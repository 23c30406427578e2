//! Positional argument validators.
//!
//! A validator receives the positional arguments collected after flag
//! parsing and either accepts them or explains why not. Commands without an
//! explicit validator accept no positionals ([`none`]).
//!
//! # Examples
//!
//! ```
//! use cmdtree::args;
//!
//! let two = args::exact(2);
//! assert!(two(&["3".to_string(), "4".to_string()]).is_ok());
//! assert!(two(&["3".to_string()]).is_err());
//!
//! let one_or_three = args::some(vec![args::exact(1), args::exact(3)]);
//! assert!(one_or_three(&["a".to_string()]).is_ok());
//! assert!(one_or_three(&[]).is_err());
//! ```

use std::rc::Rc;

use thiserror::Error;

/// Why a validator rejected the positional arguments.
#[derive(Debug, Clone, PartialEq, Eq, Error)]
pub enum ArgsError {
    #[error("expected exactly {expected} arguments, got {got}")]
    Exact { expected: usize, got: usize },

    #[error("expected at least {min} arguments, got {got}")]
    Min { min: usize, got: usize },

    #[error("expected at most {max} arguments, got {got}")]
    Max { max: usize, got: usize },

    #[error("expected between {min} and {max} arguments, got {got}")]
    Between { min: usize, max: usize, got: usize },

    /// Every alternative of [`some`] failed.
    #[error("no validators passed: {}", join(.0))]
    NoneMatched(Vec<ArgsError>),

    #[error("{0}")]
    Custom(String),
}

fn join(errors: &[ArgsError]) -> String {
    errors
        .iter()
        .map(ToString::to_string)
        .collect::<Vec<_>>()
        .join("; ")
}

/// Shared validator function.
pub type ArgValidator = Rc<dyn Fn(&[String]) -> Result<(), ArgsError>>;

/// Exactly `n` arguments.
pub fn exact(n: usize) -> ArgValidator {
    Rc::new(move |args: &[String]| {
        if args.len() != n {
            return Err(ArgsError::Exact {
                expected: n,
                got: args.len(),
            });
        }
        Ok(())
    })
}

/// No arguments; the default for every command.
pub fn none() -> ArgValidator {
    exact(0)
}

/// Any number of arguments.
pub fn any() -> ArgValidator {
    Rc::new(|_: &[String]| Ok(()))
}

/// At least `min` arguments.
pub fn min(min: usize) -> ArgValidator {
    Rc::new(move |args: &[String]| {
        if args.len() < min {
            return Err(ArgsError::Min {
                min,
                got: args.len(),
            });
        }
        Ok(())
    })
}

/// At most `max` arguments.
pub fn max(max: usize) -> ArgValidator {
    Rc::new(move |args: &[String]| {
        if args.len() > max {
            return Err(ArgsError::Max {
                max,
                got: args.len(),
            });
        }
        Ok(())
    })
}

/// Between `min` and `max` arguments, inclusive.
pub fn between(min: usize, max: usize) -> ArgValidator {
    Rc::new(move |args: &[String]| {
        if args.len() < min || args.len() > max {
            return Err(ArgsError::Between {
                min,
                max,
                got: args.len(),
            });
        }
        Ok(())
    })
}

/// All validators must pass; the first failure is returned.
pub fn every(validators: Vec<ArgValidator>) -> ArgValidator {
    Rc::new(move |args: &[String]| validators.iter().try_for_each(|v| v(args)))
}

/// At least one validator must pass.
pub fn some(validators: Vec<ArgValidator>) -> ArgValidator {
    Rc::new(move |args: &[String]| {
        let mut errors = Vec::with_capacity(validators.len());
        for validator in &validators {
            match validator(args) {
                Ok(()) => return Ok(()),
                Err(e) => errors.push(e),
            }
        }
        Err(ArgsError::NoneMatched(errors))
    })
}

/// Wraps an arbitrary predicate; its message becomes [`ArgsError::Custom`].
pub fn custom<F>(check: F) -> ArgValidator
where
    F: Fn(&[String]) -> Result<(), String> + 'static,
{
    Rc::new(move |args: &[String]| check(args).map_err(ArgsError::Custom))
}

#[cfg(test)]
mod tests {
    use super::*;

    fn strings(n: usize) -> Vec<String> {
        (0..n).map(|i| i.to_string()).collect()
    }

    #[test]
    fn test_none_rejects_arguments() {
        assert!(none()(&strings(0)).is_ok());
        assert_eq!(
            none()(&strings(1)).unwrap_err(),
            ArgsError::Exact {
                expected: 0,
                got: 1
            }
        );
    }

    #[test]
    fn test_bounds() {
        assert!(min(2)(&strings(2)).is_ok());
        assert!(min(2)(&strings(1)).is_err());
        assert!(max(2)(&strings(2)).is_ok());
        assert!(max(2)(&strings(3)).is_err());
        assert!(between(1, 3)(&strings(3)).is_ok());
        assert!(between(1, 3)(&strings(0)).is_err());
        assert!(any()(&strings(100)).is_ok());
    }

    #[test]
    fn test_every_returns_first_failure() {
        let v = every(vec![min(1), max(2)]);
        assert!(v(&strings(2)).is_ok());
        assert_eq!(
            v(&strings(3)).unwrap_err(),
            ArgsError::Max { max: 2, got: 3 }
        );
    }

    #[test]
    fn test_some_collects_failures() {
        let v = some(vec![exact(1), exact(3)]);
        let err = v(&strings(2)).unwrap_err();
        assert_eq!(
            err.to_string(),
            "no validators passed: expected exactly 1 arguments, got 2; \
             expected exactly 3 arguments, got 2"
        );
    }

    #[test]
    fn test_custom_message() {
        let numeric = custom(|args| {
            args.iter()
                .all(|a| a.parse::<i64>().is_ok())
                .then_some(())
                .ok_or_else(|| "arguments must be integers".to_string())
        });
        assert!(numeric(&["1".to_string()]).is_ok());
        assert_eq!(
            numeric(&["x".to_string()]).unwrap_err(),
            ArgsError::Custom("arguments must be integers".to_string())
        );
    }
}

◆ ◆ ◆ ◆ ◆ ◆ ◆

- [What you need to do]
Exactly the lines running from the top of the records to the line that contains "Commands without an", inclusive, must be set down, and nothing more.

- [Exercise answer]
repository 23c30406427578e2
//! Positional argument validators.
//!
//! A validator receives the positional arguments collected after flag
//! parsing and either accepts them or explains why not. Commands without an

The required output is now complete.